The evolution of adaptively significant gene families is an important subject in the field of evolutionary genetics. For spiders, the gene families encoding silk proteins have received considerable attention due to the high performance capabilities of the fibers they produce. However, silk gene research has largely focused on spiders of the infraorder Araneomorphae, leaving much of the phylogenetic diversity of spiders unsampled for their silk genes. Here, I sample silk genes from spiders of the suborder Mesothelae and infraorder Mygalomorphae, which are distantly related to araneomorph spiders. Phylogenetic analyses of the spidroin genes indicate that numerous duplications occurred in the spidroin gene family after opisthotheles (mygalomorphs plus araneomorphs) split from mesotheles.
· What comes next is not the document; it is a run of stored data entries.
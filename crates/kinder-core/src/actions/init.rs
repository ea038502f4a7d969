//! `kubeadm init` step.

use super::{Action, ActionContext};
use crate::error::{Result, ResultExt};
use crate::kubeconfig;
use crate::loadbalancer::CONTROL_PLANE_PORT;
use crate::node::{bootstrap_control_plane, external_load_balancer, Node, API_SERVER_INTERNAL_PORT};
use crate::version::KubeVersion;
use async_trait::async_trait;

const MASTER_TAINT: &str = "node-role.kubernetes.io/master-";
const CONTROL_PLANE_TAINT: &str = "node-role.kubernetes.io/control-plane-";

/// Taints to remove so a single-node cluster can schedule workloads.
pub fn untaint_taints(version: &KubeVersion) -> Vec<&'static str> {
    if version.lt_minor(1, 24) {
        vec![MASTER_TAINT]
    } else if version.lt_minor(1, 25) {
        vec![CONTROL_PLANE_TAINT, MASTER_TAINT]
    } else {
        vec![CONTROL_PLANE_TAINT]
    }
}

/// Host port the API server is published on: the load balancer's when one
/// exists, else the bootstrap control plane's.
pub async fn api_server_host_port(nodes: &[Node]) -> Result<u16> {
    if let Some(lb) = external_load_balancer(nodes)? {
        return lb.host_port(CONTROL_PLANE_PORT).await;
    }
    bootstrap_control_plane(nodes)?
        .host_port(API_SERVER_INTERNAL_PORT)
        .await
}

/// Runs `kubeadm init` on the bootstrap control plane and exports the
/// kubeconfig.
#[derive(Debug, Default, Clone, Copy)]
pub struct InitAction;

#[async_trait]
impl Action for InitAction {
    fn label(&self) -> &str {
        "Starting control-plane"
    }

    async fn execute(&self, ctx: &mut ActionContext) -> Result<()> {
        let nodes = ctx.nodes().await?;
        let node = bootstrap_control_plane(&nodes)?;

        let out = node
            .exec(&[
                "kubeadm",
                "init",
                "--ignore-preflight-errors=all",
                "--config=/kind/kubeadm.conf",
                "--skip-token-print",
                "--v=6",
            ])
            .await
            .context("failed to init node with kubeadm")?;
        tracing::debug!(
            node = node.name(),
            output = %out.combined_lines().join("\n"),
            "kubeadm init"
        );

        if nodes.len() == 1 {
            let version = ctx.kubernetes_version(node).await?;
            let mut argv = vec![
                "kubectl",
                "--kubeconfig=/etc/kubernetes/admin.conf",
                "taint",
                "nodes",
                "--all",
            ];
            argv.extend(untaint_taints(&version));
            node.exec(&argv)
                .await
                .context("failed to remove control plane taint")?;
        }

        let port = api_server_host_port(&nodes)
            .await
            .context("failed to get api server port")?;
        kubeconfig::materialize(node, &ctx.kubeconfig_path, port, &ctx.cluster_name).await
    }
}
However, while mesotheles appear to possess a single spidroin gene, they possess numerous copies of genes homologous to Egg Case Proteins, which are currently only known from one araneomorph species. Together these results indicate that the common ancestor of extant spiders possessed a diversity of silk genes. In addition to higher level species sampling of silk genes, I sequence repetitive and carboxy terminal regions of spidroins from all species of the trapdoor spider genus, Aliatypus. Gene tree analyses and tests of selection suggest that contrasting evolutionary forces influenced the different regions of the spidroin gene. I also investigate the expression of silk transcripts from the tarsi and silk glands of tarantulas. Tarantulas exude silk-like secretions from their tarsi, which is hypothesized to increase surface adhesion. I discovered that while known spidroin silk genes are not expressed in the tarsi, novel silk-like genes are expressed in tarantula silk glands and tarsi. Gene families of adaptive significance may also show phylogenetic signal. Here, I sample hemocyanin gene family sequences from a phylogenetically diverse sample of spider species and infer gene trees and species trees. Phylogenetic analyses reveal that despite instances of lineage specific duplication and loss of hemocyanin paralogs, hemocyanins have phylogenetic utility for most spider groups. This dissertation shows the importance of research on gene family evolution, the roles of gene families in adaptation, and the utility of gene families in phylogenetics.